In memoriam: David Ritchie

David Ritchie

We are saddened that our friend and former colleague David Ritchie passed away on March 7.

David began his 40-year career at Fermilab in the summer of 1971. Throughout his career, he was dedicated to and passionate about his work and serving his fellow physicists.

Over the years, David held many positions that involved different aspects of computing, including leader of the DEC Systems and the Distributed Software groups, as well as the Databases and Information Department; he was a member of several groups across the organization. For those who appreciate then-and-now anecdotes, at one point, he managed the System Administration Group, in which staff worried about such topics as adding another megabyte or two of memory to the VAX-11/780 that was being used by 20 people!

He was committed to a data acquisition program called MULTI, which allowed experimenters to record data for later analysis. Developed by Fritz Bartlett, then at Caltech, David was part of a team that worked to adopt, expand and package MULTI as a standard software package that each experiment could then easily tailor to its needs. It was of great help to the physics community.

Fritz Bartlett, original MULTI developer and David.

Over time, single-use data acquisition systems and standalone computers evolved into the internet. David led the team that published Fermilab’s first public web page in February 1994, and he served as the lab’s first webmaster.

Joe Biel, David Ritchie, Liz Quigg and Bob Dosen show a typical physics display generated by their MULTI/DA software (FermiNews Vol. 4 No. 23, June 4, 1981).

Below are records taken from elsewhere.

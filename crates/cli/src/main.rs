//! Storefront CLI - migrations, catalog seeding and order administration.
//!
//! # Usage
//!
//! ```bash
//! # Run storefront database migrations
//! sf-cli migrate
//!
//! # Load categories, products and promotions from YAML
//! sf-cli seed catalog.yaml
//!
//! # Move an order through its lifecycle
//! sf-cli order status 42 SHIPPED
//!
//! # Settle an offline payment
//! sf-cli order payment 42 PAID
//! ```
//!
//! # Commands
//!
//! - `migrate` - Run database migrations
//! - `seed` - Upsert the catalog from a YAML file
//! - `order show|status|payment` - Inspect and transition orders

#![cfg_attr(not(test), forbid(unsafe_code))]

use clap::{Parser, Subcommand};

use storefront_core::{OrderId, OrderStatus, PaymentStatus};

mod commands;

#[derive(Parser)]
#[command(name = "sf-cli")]
#[command(author, version, about = "Storefront operator tools")]
struct Cli {
    #[command(subcommand)]
    command: Commands,
}

#[derive(Subcommand)]
enum Commands {
    /// Run database migrations
    Migrate,
    /// Seed the catalog from a YAML file
    Seed {
        /// Path to the YAML catalog
        file: String,
        /// Only validate the file; do not touch the database
        #[arg(long)]
        check: bool,
    },
    /// Inspect and transition orders
    Order {
        #[command(subcommand)]
        action: OrderAction,
    },
}

#[derive(Subcommand)]
enum OrderAction {
    /// Print an order
    Show {
        /// Order id
        id: i32,
    },
    /// Move an order to a new status (CONFIRMED, PROCESSING, SHIPPED, DELIVERED, CANCELLED)
    Status {
        /// Order id
        id: i32,
        /// Target status
        status: OrderStatus,
    },
    /// Record a payment outcome (PAID, FAILED, REFUNDED)
    Payment {
        /// Order id
        id: i32,
        /// Target payment status
        status: PaymentStatus,
    },
}

#[tokio::main]
async fn main() {
    // Initialize tracing
    tracing_subscriber::fmt::init();

    let cli = Cli::parse();

    let result: Result<(), Box<dyn std::error::Error>> = run(cli).await;

    if let Err(e) = result {
        tracing::error!("Command failed: {e}");
        std::process::exit(1);
    }
}

async fn run(cli: Cli) -> Result<(), Box<dyn std::error::Error>> {
    match cli.command {
        Commands::Migrate => commands::migrate::storefront().await?,
        Commands::Seed { file, check } => commands::seed::catalog(&file, check).await?,
        Commands::Order { action } => match action {
            OrderAction::Show { id } => commands::order::show(OrderId::new(id)).await?,
            OrderAction::Status { id, status } => {
                commands::order::set_status(OrderId::new(id), status).await?;
            }
            OrderAction::Payment { id, status } => {
                commands::order::set_payment_status(OrderId::new(id), status).await?;
            }
        },
    }
    Ok(())
}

The announcement of the discovery of the top quark provided incentive to get the library website up and running to easily distribute the associated publications, a process that had previously been arduous. David teamed up with former librarian Paula Garrett to get this done. The two then published a paper about web development at the lab.

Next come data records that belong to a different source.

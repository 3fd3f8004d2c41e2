//! Catalog entities as seen by the cart and checkout.
//!
//! A [`Product`] is loaded together with every promotion that *could* apply to
//! it (product-level, category-level or catalog-wide). Whether one of them
//! actually applies is decided by [`crate::pricing::resolve`].

use std::collections::BTreeSet;

use chrono::{DateTime, Utc};
use rust_decimal::Decimal;
use serde::{Deserialize, Serialize};

use crate::types::{CategoryId, DiscountType, ProductId, PromotionId, PromotionStatus};

/// A product in the catalog.
#[derive(Debug, Clone, PartialEq, Serialize, Deserialize)]
#[serde(rename_all = "camelCase")]
pub struct Product {
    pub id: ProductId,
    pub name: String,
    /// Current catalog price. Cart lines snapshot this when added.
    pub price: Decimal,
    pub stock_quantity: i32,
    /// Remaining stock at or below which a low-stock alert is raised.
    pub min_stock_threshold: i32,
    pub category_id: Option<CategoryId>,
    /// Inactive products cannot be bought.
    pub active: bool,
    /// Promotions associated with this product, usable or not.
    #[serde(default)]
    pub promotions: Vec<Promotion>,
}

impl Product {
    /// Whether the remaining stock has reached the alert threshold.
    #[must_use]
    pub const fn is_low_on_stock(&self) -> bool {
        self.stock_quantity <= self.min_stock_threshold
    }
}

/// Reasons a promotion's discount definition cannot be used.
#[derive(thiserror::Error, Debug, Clone, PartialEq, Eq)]
pub enum MalformedPromotion {
    #[error("percentage promotion {0} has no percentage")]
    MissingPercentage(PromotionId),
    #[error("percentage promotion {id} has percentage {value} outside (0, 100]")]
    PercentageOutOfRange { id: PromotionId, value: Decimal },
    #[error("fixed-amount promotion {0} has no amount")]
    MissingAmount(PromotionId),
    #[error("fixed-amount promotion {id} has negative amount {value}")]
    NegativeAmount { id: PromotionId, value: Decimal },
}

/// A validated discount definition.
#[derive(Debug, Clone, Copy, PartialEq, Eq)]
pub enum Discount {
    /// Percentage off, in `(0, 100]`.
    Percentage(Decimal),
    /// Fixed amount off.
    FixedAmount(Decimal),
}

/// How specifically a promotion targets a product. Higher wins.
#[derive(Debug, Clone, Copy, PartialEq, Eq, PartialOrd, Ord)]
pub enum MatchTier {
    /// No product or category restriction.
    CatalogWide,
    /// The product's category is listed.
    Category,
    /// The product itself is listed.
    Product,
}

/// A promotion as stored.
///
/// The discount fields are kept raw so malformed rows can be represented and
/// priced fail-safe; [`Promotion::discount`] validates them.
#[derive(Debug, Clone, PartialEq, Eq, Serialize, Deserialize)]
#[serde(rename_all = "camelCase")]
pub struct Promotion {
    pub id: PromotionId,
    pub name: String,
    pub discount_type: DiscountType,
    pub discount_percentage: Option<Decimal>,
    pub discount_amount: Option<Decimal>,
    pub status: PromotionStatus,
    pub start_date: Option<DateTime<Utc>>,
    pub end_date: Option<DateTime<Utc>>,
    pub max_uses: Option<i32>,
    #[serde(default)]
    pub current_uses: i32,
    #[serde(default)]
    pub applicable_products: BTreeSet<ProductId>,
    #[serde(default)]
    pub applicable_categories: BTreeSet<CategoryId>,
}

impl Promotion {
    /// Validate the discount definition against the declared mode.
    ///
    /// # Errors
    ///
    /// Returns [`MalformedPromotion`] when the value matching the mode is
    /// missing or out of range.
    pub fn discount(&self) -> Result<Discount, MalformedPromotion> {
        match self.discount_type {
            DiscountType::Percentage => {
                let value = self
                    .discount_percentage
                    .ok_or(MalformedPromotion::MissingPercentage(self.id))?;
                if value <= Decimal::ZERO || value > Decimal::ONE_HUNDRED {
                    return Err(MalformedPromotion::PercentageOutOfRange { id: self.id, value });
                }
                Ok(Discount::Percentage(value))
            }
            DiscountType::FixedAmount => {
                let value = self
                    .discount_amount
                    .ok_or(MalformedPromotion::MissingAmount(self.id))?;
                if value < Decimal::ZERO {
                    return Err(MalformedPromotion::NegativeAmount { id: self.id, value });
                }
                Ok(Discount::FixedAmount(value))
            }
        }
    }

    /// Whether the status, date window and usage limit allow use at `now`.
    ///
    /// Missing start or end dates are unbounded on that side.
    #[must_use]
    pub fn is_active_at(&self, now: DateTime<Utc>) -> bool {
        if self.status != PromotionStatus::Active {
            return false;
        }
        if self.start_date.is_some_and(|start| now < start) {
            return false;
        }
        if self.end_date.is_some_and(|end| now > end) {
            return false;
        }
        self.max_uses.is_none_or(|max| self.current_uses < max)
    }

    /// Whether the promotion can be applied at `now`: active and well-formed.
    #[must_use]
    pub fn is_usable(&self, now: DateTime<Utc>) -> bool {
        self.is_active_at(now) && self.discount().is_ok()
    }

    /// How this promotion targets `product`, or `None` if it does not apply.
    ///
    /// A product list, when present, is exclusive: a category match does not
    /// widen a promotion that names specific products.
    #[must_use]
    pub fn match_tier(&self, product: &Product) -> Option<MatchTier> {
        if !self.applicable_products.is_empty() {
            return self
                .applicable_products
                .contains(&product.id)
                .then_some(MatchTier::Product);
        }
        if !self.applicable_categories.is_empty() {
            return product
                .category_id
                .filter(|category| self.applicable_categories.contains(category))
                .map(|_| MatchTier::Category);
        }
        Some(MatchTier::CatalogWide)
    }
}
//! Order route handlers.
//!
//! Every order route needs a signed-in user and only ever sees that user's
//! orders. Guests sign in before checking out; their cart is merged then.

use axum::{Json, extract::State, http::StatusCode};
use chrono::Utc;
use tracing::instrument;

use storefront_core::{CartOwner, OrderId};

use crate::error::{AppJson, AppPath, AppQuery, Result};
use crate::middleware::RequireUser;
use crate::models::{Order, PageRequest};
use crate::services::checkout::CheckoutRequest;
use crate::state::AppState;

/// Check out the current cart.
#[instrument(skip(state, request))]
pub async fn create(
    State(state): State<AppState>,
    RequireUser(user_id): RequireUser,
    AppJson(request): AppJson<CheckoutRequest>,
) -> Result<(StatusCode, Json<Order>)> {
    let owner = CartOwner::user(user_id);
    let order = state.checkout().checkout(&owner, request, Utc::now()).await?;
    Ok((StatusCode::CREATED, Json(order)))
}

/// One page of the user's orders, newest first: `?page=0&size=20`.
#[instrument(skip(state))]
pub async fn index(
    State(state): State<AppState>,
    RequireUser(user_id): RequireUser,
    AppQuery(page): AppQuery<PageRequest>,
) -> Result<Json<Vec<Order>>> {
    Ok(Json(state.orders().list_for_user(user_id, page).await?))
}

/// One of the user's orders.
#[instrument(skip(state))]
pub async fn show(
    State(state): State<AppState>,
    RequireUser(user_id): RequireUser,
    AppPath(id): AppPath<OrderId>,
) -> Result<Json<Order>> {
    Ok(Json(state.orders().get_for_user(user_id, id).await?))
}

/// Pay an order online.
#[instrument(skip(state))]
pub async fn pay(
    State(state): State<AppState>,
    RequireUser(user_id): RequireUser,
    AppPath(id): AppPath<OrderId>,
) -> Result<Json<Order>> {
    Ok(Json(state.orders().pay(user_id, id).await?))
}

/// Cancel an order that has not been delivered.
#[instrument(skip(state))]
pub async fn cancel(
    State(state): State<AppState>,
    RequireUser(user_id): RequireUser,
    AppPath(id): AppPath<OrderId>,
) -> Result<Json<Order>> {
    Ok(Json(state.orders().cancel(user_id, id).await?))
}

/// Confirm a shipped order arrived.
#[instrument(skip(state))]
pub async fn confirm_receipt(
    State(state): State<AppState>,
    RequireUser(user_id): RequireUser,
    AppPath(id): AppPath<OrderId>,
) -> Result<Json<Order>> {
    Ok(Json(state.orders().confirm_receipt(user_id, id).await?))
}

Earlier, David had worked with Paula to automate the library. “David taught me about collaboration — how differing backgrounds and approaches could eventually sync in a way that was not a compromise, but more like synergy,” she said.

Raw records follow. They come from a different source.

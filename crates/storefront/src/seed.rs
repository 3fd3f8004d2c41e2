//! Catalog seed files.
//!
//! A seed is a YAML document listing categories, products and promotions:
//!
//! ```yaml
//! categories:
//!   - id: 1
//!     name: Fruit
//! products:
//!   - id: 1
//!     name: Pineapple
//!     price: "10.00"
//!     stockQuantity: 40
//!     minStockThreshold: 5
//!     categoryId: 1
//!     active: true
//! promotions:
//!   - id: 1
//!     name: Summer sale
//!     discountType: PERCENTAGE
//!     discountPercentage: "20"
//!     status: ACTIVE
//!     applicableProducts: [1]
//! ```
//!
//! It is loaded into Postgres by `sf-cli seed` and into the in-memory catalog
//! when `STOREFRONT_SEED_FILE` is set in development mode.

use std::collections::BTreeSet;
use std::path::Path;

use serde::Deserialize;
use sqlx::PgPool;
use tracing::instrument;

use storefront_core::{CategoryId, Product, Promotion};

use crate::db::RepositoryError;

/// Errors loading a seed file.
#[derive(Debug, thiserror::Error)]
pub enum SeedError {
    #[error("failed to read {path}: {source}")]
    Io {
        path: String,
        source: std::io::Error,
    },

    #[error("failed to parse YAML: {0}")]
    Parse(#[from] serde_yaml::Error),

    #[error("{} validation errors: {}", .0.len(), .0.join("; "))]
    Invalid(Vec<String>),

    #[error(transparent)]
    Repository(#[from] RepositoryError),
}

/// A category entry.
#[derive(Debug, Clone, PartialEq, Eq, Deserialize)]
pub struct SeedCategory {
    pub id: CategoryId,
    pub name: String,
}

/// Full seed file structure.
#[derive(Debug, Clone, Default, Deserialize)]
#[serde(default)]
pub struct CatalogSeed {
    pub categories: Vec<SeedCategory>,
    pub products: Vec<Product>,
    pub promotions: Vec<Promotion>,
}

/// Result of seeding the database.
#[derive(Debug, Default, Clone, Copy, PartialEq, Eq)]
pub struct SeedResult {
    pub categories: usize,
    pub products: usize,
    pub promotions: usize,
}

impl CatalogSeed {
    /// Parse and validate a seed document.
    ///
    /// # Errors
    ///
    /// Returns `SeedError::Parse` for malformed YAML and `SeedError::Invalid`
    /// listing every validation failure.
    pub fn from_yaml(content: &str) -> Result<Self, SeedError> {
        let seed: Self = serde_yaml::from_str(content)?;
        let errors = seed.validate();
        if errors.is_empty() {
            Ok(seed)
        } else {
            Err(SeedError::Invalid(errors))
        }
    }

    /// Read, parse and validate a seed file.
    ///
    /// # Errors
    ///
    /// Returns an error if the file cannot be read or is not a valid seed.
    pub async fn load(path: impl AsRef<Path>) -> Result<Self, SeedError> {
        let path = path.as_ref();
        let content = tokio::fs::read_to_string(path)
            .await
            .map_err(|source| SeedError::Io {
                path: path.display().to_string(),
                source,
            })?;
        Self::from_yaml(&content)
    }

    /// Check references and value ranges. Returns one message per problem.
    ///
    /// Malformed discount definitions are reported here even though pricing
    /// tolerates them, so they never reach the catalog from a seed.
    #[must_use]
    pub fn validate(&self) -> Vec<String> {
        let mut errors = Vec::new();
        let categories: BTreeSet<CategoryId> = self.categories.iter().map(|c| c.id).collect();
        let mut products = BTreeSet::new();

        for product in &self.products {
            if !products.insert(product.id) {
                errors.push(format!("Duplicate product id {}", product.id));
            }
            if product.name.trim().is_empty() {
                errors.push(format!("Product {} has an empty name", product.id));
            }
            if product.price.is_sign_negative() {
                errors.push(format!("Product {} has a negative price", product.id));
            }
            if product.stock_quantity < 0 {
                errors.push(format!("Product {} has negative stock", product.id));
            }
            if let Some(category) = product.category_id
                && !categories.contains(&category)
            {
                errors.push(format!(
                    "Product {} references unknown category {category}",
                    product.id
                ));
            }
        }

        let mut promotions = BTreeSet::new();
        for promotion in &self.promotions {
            if !promotions.insert(promotion.id) {
                errors.push(format!("Duplicate promotion id {}", promotion.id));
            }
            if let Err(e) = promotion.discount() {
                errors.push(e.to_string());
            }
            if let (Some(start), Some(end)) = (promotion.start_date, promotion.end_date)
                && end < start
            {
                errors.push(format!("Promotion {} ends before it starts", promotion.id));
            }
            for product in &promotion.applicable_products {
                if !products.contains(product) {
                    errors.push(format!(
                        "Promotion {} references unknown product {product}",
                        promotion.id
                    ));
                }
            }
            for category in &promotion.applicable_categories {
                if !categories.contains(category) {
                    errors.push(format!(
                        "Promotion {} references unknown category {category}",
                        promotion.id
                    ));
                }
            }
        }

        errors
    }
}

/// Upsert a seed into Postgres in one transaction.
///
/// Existing rows with the same ids are overwritten; a promotion's targets are
/// replaced by the seed's.
///
/// # Errors
///
/// Returns `RepositoryError::Database` if any statement fails; nothing is
/// written in that case.
#[instrument(skip_all, fields(products = seed.products.len(), promotions = seed.promotions.len()))]
pub async fn seed_database(pool: &PgPool, seed: &CatalogSeed) -> Result<SeedResult, RepositoryError> {
    let mut tx = pool.begin().await?;

    for category in &seed.categories {
        sqlx::query(
            r"
            INSERT INTO storefront.category (id, name)
            VALUES ($1, $2)
            ON CONFLICT (id) DO UPDATE SET name = excluded.name
            ",
        )
        .bind(category.id)
        .bind(&category.name)
        .execute(&mut *tx)
        .await?;
    }

    for product in &seed.products {
        sqlx::query(
            r"
            INSERT INTO storefront.product
                (id, name, price, stock_quantity, min_stock_threshold, category_id, active)
            VALUES ($1, $2, $3, $4, $5, $6, $7)
            ON CONFLICT (id) DO UPDATE SET
                name = excluded.name,
                price = excluded.price,
                stock_quantity = excluded.stock_quantity,
                min_stock_threshold = excluded.min_stock_threshold,
                category_id = excluded.category_id,
                active = excluded.active
            ",
        )
        .bind(product.id)
        .bind(&product.name)
        .bind(product.price)
        .bind(product.stock_quantity)
        .bind(product.min_stock_threshold)
        .bind(product.category_id)
        .bind(product.active)
        .execute(&mut *tx)
        .await?;
    }

    for promotion in &seed.promotions {
        sqlx::query(
            r"
            INSERT INTO storefront.promotion
                (id, name, discount_type, discount_percentage, discount_amount, status,
                 start_date, end_date, max_uses, current_uses)
            VALUES ($1, $2, $3, $4, $5, $6, $7, $8, $9, $10)
            ON CONFLICT (id) DO UPDATE SET
                name = excluded.name,
                discount_type = excluded.discount_type,
                discount_percentage = excluded.discount_percentage,
                discount_amount = excluded.discount_amount,
                status = excluded.status,
                start_date = excluded.start_date,
                end_date = excluded.end_date,
                max_uses = excluded.max_uses,
                current_uses = excluded.current_uses
            ",
        )
        .bind(promotion.id)
        .bind(&promotion.name)
        .bind(promotion.discount_type.as_str())
        .bind(promotion.discount_percentage)
        .bind(promotion.discount_amount)
        .bind(promotion.status.as_str())
        .bind(promotion.start_date)
        .bind(promotion.end_date)
        .bind(promotion.max_uses)
        .bind(promotion.current_uses)
        .execute(&mut *tx)
        .await?;

        sqlx::query("DELETE FROM storefront.promotion_product WHERE promotion_id = $1")
            .bind(promotion.id)
            .execute(&mut *tx)
            .await?;
        sqlx::query("DELETE FROM storefront.promotion_category WHERE promotion_id = $1")
            .bind(promotion.id)
            .execute(&mut *tx)
            .await?;

        let products: Vec<i32> = promotion
            .applicable_products
            .iter()
            .map(|id| id.as_i32())
            .collect();
        sqlx::query(
            r"
            INSERT INTO storefront.promotion_product (promotion_id, product_id)
            SELECT $1, unnest($2::int4[])
            ",
        )
        .bind(promotion.id)
        .bind(&products)
        .execute(&mut *tx)
        .await?;

        let categories: Vec<i32> = promotion
            .applicable_categories
            .iter()
            .map(|id| id.as_i32())
            .collect();
        sqlx::query(
            r"
            INSERT INTO storefront.promotion_category (promotion_id, category_id)
            SELECT $1, unnest($2::int4[])
            ",
        )
        .bind(promotion.id)
        .bind(&categories)
        .execute(&mut *tx)
        .await?;
    }

    // Keep the serial sequences ahead of seeded ids.
    for table in ["category", "product", "promotion"] {
        sqlx::query(&format!(
            "SELECT setval(pg_get_serial_sequence('storefront.{table}', 'id'), \
             GREATEST((SELECT MAX(id) FROM storefront.{table}), 1))"
        ))
        .execute(&mut *tx)
        .await?;
    }

    tx.commit().await?;

    Ok(SeedResult {
        categories: seed.categories.len(),
        products: seed.products.len(),
        promotions: seed.promotions.len(),
    })
}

Toward the end of his career, David organized Fermilab’s participation in the annual Supercomputing conference. One of the highlights of the Fermilab Supercomputing booth for several years was a giant spiral display with a timeline of computing at Fermilab. He then headed the Communications and Outreach Group, which was a natural fit for him; David was always interested in outreach. In 2005, he wrote a paper, outlining a way to talk to the public about the probability of extremely unlikely events, the Improbability Scale. He hoped it could be helpful in public policy discussion.

Paula Garrett and David Ritchie update the library acquisitions module (FermiNews, Vol. 14, No. 1, Jan. 18, 1991).

David retired in October 2011 with many on hand to offer well wishes.

“He always found a new passion as he moved on — often for something that others had given short shrift or ignored but was, in fact, useful and needed,” said Vicky White, former CIO and a longtime colleague of David’s. “He loved to interact with people all over the lab, and they welcomed his interest and enthusiasm.”

David’s enthusiasm, kindness and sense of humor touched many people. The volume of kind words about him and memories shared by former colleagues, friends and acquaintances speak to what a well-liked, respected and memorable man he was.

Marcia Teckenbrock is the communications manager for the Office of the CIO.